● **Data under study**:

= Beginning of Section =

impl GuestStream {
    /// Wrap a foreign stream
    pub fn new(bridge: Bridge, foreign: ProxyObject, options: StreamOptions) -> Self {
        Self {
            unit: StreamUnit::of(&foreign),
            bridge,
            foreign,
            pending: Mutex::new(VecDeque::new()),
            autoclose: AtomicBool::new(options.autoclose),
            closed: AtomicBool::new(false),
        }
    }

    /// Byte or char transfer
    pub fn unit(&self) -> StreamUnit {
        self.unit
    }

    /// The foreign stream
    pub fn foreign(&self) -> &ProxyObject {
        &self.foreign
    }

    /// Whether closing this handle closes the foreign stream
    pub fn autoclose(&self) -> bool {
        self.autoclose.load(Ordering::Acquire)
    }

    /// Check if the guest handle is closed
    pub fn is_closed(&self) -> bool {
        self.closed.load(Ordering::Acquire)
    }

    fn ensure_open(&self) -> GuestResult<()> {
        if self.is_closed() {
            return Err(GuestError::Io("closed stream".to_string()));
        }
        Ok(())
    }

    /// One foreign `read()`; `None` at end of stream
    fn read_unit(&self) -> GuestResult<Option<i64>> {
        let unit = self.bridge.invoke_foreign(&self.foreign, "read", &[])?;
        match unit.as_int() {
            Some(-1) => Ok(None),
            Some(unit) => Ok(Some(unit)),
            None => Err(GuestError::Type(format!("read returned {}", unit.type_name()))),
        }
    }

    /// Read one char from a reader, joining surrogate pairs
    ///
    /// A lone surrogate decodes to U+FFFD.
    fn read_char(&self) -> GuestResult<Option<char>> {
        let Some(first) = self.read_unit()? else {
            return Ok(None);
        };
        let first = (first & 0xffff) as u16;
        let mut units = vec![first];
        if (0xd800..0xdc00).contains(&first) {
            if let Some(second) = self.read_unit()? {
                units.push((second & 0xffff) as u16);
            }
        }
        let mut decoded = char::decode_utf16(units.iter().copied())
            .map(|c| c.unwrap_or(char::REPLACEMENT_CHARACTER));
        let ch = decoded.next().unwrap_or(char::REPLACEMENT_CHARACTER);
        // a high surrogate followed by a non-low unit: keep the second char
        if let Some(rest) = decoded.next() {
            let mut buf = [0; 4];
            self.pending.lock().extend(rest.encode_utf8(&mut buf).as_bytes());
        }
        Ok(Some(ch))
    }

    /// Read one byte; `None` at end of stream
    ///
    /// Reader chars are handed out one UTF-8 byte at a time.
    pub fn read_byte(&self) -> GuestResult<Option<u8>> {
        self.ensure_open()?;
        if let Some(byte) = self.pending.lock().pop_front() {
            return Ok(Some(byte));
        }
        match self.unit {
            StreamUnit::Byte => Ok(self.read_unit()?.map(|b| (b & 0xff) as u8)),
            StreamUnit::Char => {
                let Some(ch) = self.read_char()? else {
                    return Ok(None);
                };
                let mut buf = [0; 4];
                let encoded = ch.encode_utf8(&mut buf).as_bytes();
                let mut pending = self.pending.lock();
                // pending may already hold the char after a broken pair
                for byte in encoded[1..].iter().rev() {
                    pending.push_front(*byte);
                }
                Ok(Some(encoded[0]))
            }
        }
    }

    /// Read one UTF-8 character as a string; `None` at end of stream
    pub fn getc(&self) -> GuestResult<Option<String>> {
        let Some(first) = self.read_byte()? else {
            return Ok(None);
        };
        let width = match first {
            0xf0..=0xf7 => 4,
            0xe0..=0xef => 3,
            0xc0..=0xdf => 2,
            _ => 1,
        };
        let mut bytes = vec![first];
        while bytes.len() < width {
            match self.read_byte()? {
                Some(byte) => bytes.push(byte),
                None => break,
            }
        }
        Ok(Some(lossy(bytes)))
    }

    /// Read up to `limit` bytes, or to end of stream when `limit` is `None`
    pub fn read(&self, limit: Option<usize>) -> GuestResult<Vec<u8>> {
        let mut bytes = Vec::new();
        while limit.map_or(true, |limit| bytes.len() < limit) {
            match self.read_byte()? {
                Some(byte) => bytes.push(byte),
                None => break,
            }
        }
        Ok(bytes)
    }

    /// Write every byte of `bytes`
    ///
    /// Writers receive the UTF-16 code units of the decoded text; invalid
    /// UTF-8 is replaced with U+FFFD. The count is always in bytes.
    pub fn write(&self, bytes: &[u8]) -> GuestResult<usize> {
        self.ensure_open()?;
        match self.unit {
            StreamUnit::Byte => {
                for byte in bytes {
                    self.bridge
                        .invoke_foreign(&self.foreign, "write", &[Value::Int(i64::from(*byte))])?;
                }
            }
            StreamUnit::Char => {
                for unit in String::from_utf8_lossy(bytes).encode_utf16() {
                    self.bridge
                        .invoke_foreign(&self.foreign, "write", &[Value::Int(i64::from(unit))])?;
                }
            }
        }
        Ok(bytes.len())
    }

    /// Flush the foreign stream
    pub fn flush(&self) -> GuestResult<()> {
        self.ensure_open()?;
        self.bridge.invoke_foreign(&self.foreign, "flush", &[])?;
        Ok(())
    }

    /// Close the guest handle, and the foreign stream when `autoclose` is set
    ///
    /// Closing twice is a no-op.
    pub fn close(&self) -> GuestResult<()> {
        if self.closed.swap(true, Ordering::AcqRel) {
            return Ok(());
        }
        if self.autoclose() {
            tracing::debug!(target: "crossway::adapter", object = self.foreign.id().0, "closing foreign stream");
            self.bridge.invoke_foreign(&self.foreign, "close", &[])?;
        }
        Ok(())
    }

    /// Guest IO protocol
    pub fn call(self: &Arc<Self>, method: &str, args: &[Value]) -> GuestResult<Value> {
        match method {
            "read" => {
                check_arity(method, args, 0, 1)?;
                match args.first() {
                    None | Some(Value::Nil) => Ok(Value::Str(lossy(self.read(None)?))),
                    Some(length) => {
                        let length = usize::try_from(super::int_arg(length)?)
                            .map_err(|_| GuestError::Argument("negative length".to_string()))?;
                        let bytes = self.read(Some(length))?;
                        if bytes.is_empty() && length > 0 {
                            return Ok(Value::Nil);
                        }
                        Ok(Value::Str(lossy(bytes)))
                    }
                }
            }
            "getc" => {
                check_arity(method, args, 0, 0)?;
                Ok(self.getc()?.map_or(Value::Nil, Value::Str))
            }
            "write" => {
                let mut written = 0;
                for arg in args {
                    written += self.write(display_string(&self.bridge, arg)?.as_bytes())?;
                }
                Ok(Value::Int(written as i64))
            }
            "<<" => {
                check_arity(method, args, 1, 1)?;
                self.write(display_string(&self.bridge, &args[0])?.as_bytes())?;
                Ok(Value::Io(self.clone()))
            }
            "flush" => {
                check_arity(method, args, 0, 0)?;
                self.flush()?;
                Ok(Value::Io(self.clone()))
            }
            "close" => {
                check_arity(method, args, 0, 0)?;
                self.close()?;
                Ok(Value::Nil)
            }
            "closed?" => Ok(Value::Bool(self.is_closed())),
            "autoclose?" => Ok(Value::Bool(self.autoclose())),
            "autoclose=" => {
                check_arity(method, args, 1, 1)?;
                self.autoclose.store(args[0].truthy(), Ordering::Release);
                Ok(args[0].clone())
            }
            "to_java" => Ok(Value::Object(self.foreign.clone())),
            _ => Err(GuestError::NoMethod {
                receiver: "IO".to_string(),
                method: method.to_string(),
            }),
        }
    }
}

fn lossy(bytes: Vec<u8>) -> String {
    String::from_utf8_lossy(&bytes).into_owned()
}

impl fmt::Debug for GuestStream {
    fn fmt(&self, f: &mut fmt::Formatter<'_>) -> fmt::Result {
        f.debug_struct("GuestStream")
            .field("foreign", &self.foreign.id())
            .field("unit", &self.unit)
            .field("autoclose", &self.autoclose())
            .field("closed", &self.is_closed())
            .finish()
    }
}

= End of Section =

● **What this task involves**:
Reproduce all of the records precisely. No word may differ.

● **Solution for this task**:
impl GuestStream {
    /// Wrap a foreign stream
    pub fn new(bridge: Bridge, foreign: ProxyObject, options: StreamOptions) -> Self {
        Self {
            unit: StreamUnit::of(&foreign),
            bridge,
            foreign,
            pending: Mutex::new(VecDeque::new()),
            autoclose: AtomicBool::new(options.autoclose),
            closed: AtomicBool::new(false),
        }
    }

    /// Byte or char transfer
    pub fn unit(&self) -> StreamUnit {
        self.unit
    }

    /// The foreign stream
    pub fn foreign(&self) -> &ProxyObject {
        &self.foreign
    }

    /// Whether closing this handle closes the foreign stream
    pub fn autoclose(&self) -> bool {
        self.autoclose.load(Ordering::Acquire)
    }

    /// Check if the guest handle is closed
    pub fn is_closed(&self) -> bool {
        self.closed.load(Ordering::Acquire)
    }

    fn ensure_open(&self) -> GuestResult<()> {
        if self.is_closed() {
            return Err(GuestError::Io("closed stream".to_string()));
        }
        Ok(())
    }

    /// One foreign `read()`; `None` at end of stream
    fn read_unit(&self) -> GuestResult<Option<i64>> {
        let unit = self.bridge.invoke_foreign(&self.foreign, "read", &[])?;
        match unit.as_int() {
            Some(-1) => Ok(None),
            Some(unit) => Ok(Some(unit)),
            None => Err(GuestError::Type(format!("read returned {}", unit.type_name()))),
        }
    }

    /// Read one char from a reader, joining surrogate pairs
    ///
    /// A lone surrogate decodes to U+FFFD.
    fn read_char(&self) -> GuestResult<Option<char>> {
        let Some(first) = self.read_unit()? else {
            return Ok(None);
        };
        let first = (first & 0xffff) as u16;
        let mut units = vec![first];
        if (0xd800..0xdc00).contains(&first) {
            if let Some(second) = self.read_unit()? {
                units.push((second & 0xffff) as u16);
            }
        }
        let mut decoded = char::decode_utf16(units.iter().copied())
            .map(|c| c.unwrap_or(char::REPLACEMENT_CHARACTER));
        let ch = decoded.next().unwrap_or(char::REPLACEMENT_CHARACTER);
        // a high surrogate followed by a non-low unit: keep the second char
        if let Some(rest) = decoded.next() {
            let mut buf = [0; 4];
            self.pending.lock().extend(rest.encode_utf8(&mut buf).as_bytes());
        }
        Ok(Some(ch))
    }

    /// Read one byte; `None` at end of stream
    ///
    /// Reader chars are handed out one UTF-8 byte at a time.
    pub fn read_byte(&self) -> GuestResult<Option<u8>> {
        self.ensure_open()?;
        if let Some(byte) = self.pending.lock().pop_front() {
            return Ok(Some(byte));
        }
        match self.unit {
            StreamUnit::Byte => Ok(self.read_unit()?.map(|b| (b & 0xff) as u8)),
            StreamUnit::Char => {
                let Some(ch) = self.read_char()? else {
                    return Ok(None);
                };
                let mut buf = [0; 4];
                let encoded = ch.encode_utf8(&mut buf).as_bytes();
                let mut pending = self.pending.lock();
                // pending may already hold the char after a broken pair
                for byte in encoded[1..].iter().rev() {
                    pending.push_front(*byte);
                }
                Ok(Some(encoded[0]))
            }
        }
    }

    /// Read one UTF-8 character as a string; `None` at end of stream
    pub fn getc(&self) -> GuestResult<Option<String>> {
        let Some(first) = self.read_byte()? else {
            return Ok(None);
        };
        let width = match first {
            0xf0..=0xf7 => 4,
            0xe0..=0xef => 3,
            0xc0..=0xdf => 2,
            _ => 1,
        };
        let mut bytes = vec![first];
        while bytes.len() < width {
            match self.read_byte()? {
                Some(byte) => bytes.push(byte),
                None => break,
            }
        }
        Ok(Some(lossy(bytes)))
    }

    /// Read up to `limit` bytes, or to end of stream when `limit` is `None`
    pub fn read(&self, limit: Option<usize>) -> GuestResult<Vec<u8>> {
        let mut bytes = Vec::new();
        while limit.map_or(true, |limit| bytes.len() < limit) {
            match self.read_byte()? {
                Some(byte) => bytes.push(byte),
                None => break,
            }
        }
        Ok(bytes)
    }

    /// Write every byte of `bytes`
    ///
    /// Writers receive the UTF-16 code units of the decoded text; invalid
    /// UTF-8 is replaced with U+FFFD. The count is always in bytes.
    pub fn write(&self, bytes: &[u8]) -> GuestResult<usize> {
        self.ensure_open()?;
        match self.unit {
            StreamUnit::Byte => {
                for byte in bytes {
                    self.bridge
                        .invoke_foreign(&self.foreign, "write", &[Value::Int(i64::from(*byte))])?;
                }
            }
            StreamUnit::Char => {
                for unit in String::from_utf8_lossy(bytes).encode_utf16() {
                    self.bridge
                        .invoke_foreign(&self.foreign, "write", &[Value::Int(i64::from(unit))])?;
                }
            }
        }
        Ok(bytes.len())
    }

    /// Flush the foreign stream
    pub fn flush(&self) -> GuestResult<()> {
        self.ensure_open()?;
        self.bridge.invoke_foreign(&self.foreign, "flush", &[])?;
        Ok(())
    }

    /// Close the guest handle, and the foreign stream when `autoclose` is set
    ///
    /// Closing twice is a no-op.
    pub fn close(&self) -> GuestResult<()> {
        if self.closed.swap(true, Ordering::AcqRel) {
            return Ok(());
        }
        if self.autoclose() {
            tracing::debug!(target: "crossway::adapter", object = self.foreign.id().0, "closing foreign stream");
            self.bridge.invoke_foreign(&self.foreign, "close", &[])?;
        }
        Ok(())
    }

    /// Guest IO protocol
    pub fn call(self: &Arc<Self>, method: &str, args: &[Value]) -> GuestResult<Value> {
        match method {
            "read" => {
                check_arity(method, args, 0, 1)?;
                match args.first() {
                    None | Some(Value::Nil) => Ok(Value::Str(lossy(self.read(None)?))),
                    Some(length) => {
                        let length = usize::try_from(super::int_arg(length)?)
                            .map_err(|_| GuestError::Argument("negative length".to_string()))?;
                        let bytes = self.read(Some(length))?;
                        if bytes.is_empty() && length > 0 {
                            return Ok(Value::Nil);
                        }
                        Ok(Value::Str(lossy(bytes)))
                    }
                }
            }
            "getc" => {
                check_arity(method, args, 0, 0)?;
                Ok(self.getc()?.map_or(Value::Nil, Value::Str))
            }
            "write" => {
                let mut written = 0;
                for arg in args {
                    written += self.write(display_string(&self.bridge, arg)?.as_bytes())?;
                }
                Ok(Value::Int(written as i64))
            }
            "<<" => {
                check_arity(method, args, 1, 1)?;
                self.write(display_string(&self.bridge, &args[0])?.as_bytes())?;
                Ok(Value::Io(self.clone()))
            }
            "flush" => {
                check_arity(method, args, 0, 0)?;
                self.flush()?;
                Ok(Value::Io(self.clone()))
            }
            "close" => {
                check_arity(method, args, 0, 0)?;
                self.close()?;
                Ok(Value::Nil)
            }
            "closed?" => Ok(Value::Bool(self.is_closed())),
            "autoclose?" => Ok(Value::Bool(self.autoclose())),
            "autoclose=" => {
                check_arity(method, args, 1, 1)?;
                self.autoclose.store(args[0].truthy(), Ordering::Release);
                Ok(args[0].clone())
            }
            "to_java" => Ok(Value::Object(self.foreign.clone())),
            _ => Err(GuestError::NoMethod {
                receiver: "IO".to_string(),
                method: method.to_string(),
            }),
        }
    }
}

fn lossy(bytes: Vec<u8>) -> String {
    String::from_utf8_lossy(&bytes).into_owned()
}

impl fmt::Debug for GuestStream {
    fn fmt(&self, f: &mut fmt::Formatter<'_>) -> fmt::Result {
        f.debug_struct("GuestStream")
            .field("foreign", &self.foreign.id())
            .field("unit", &self.unit)
            .field("autoclose", &self.autoclose())
            .field("closed", &self.is_closed())
            .finish()
    }
}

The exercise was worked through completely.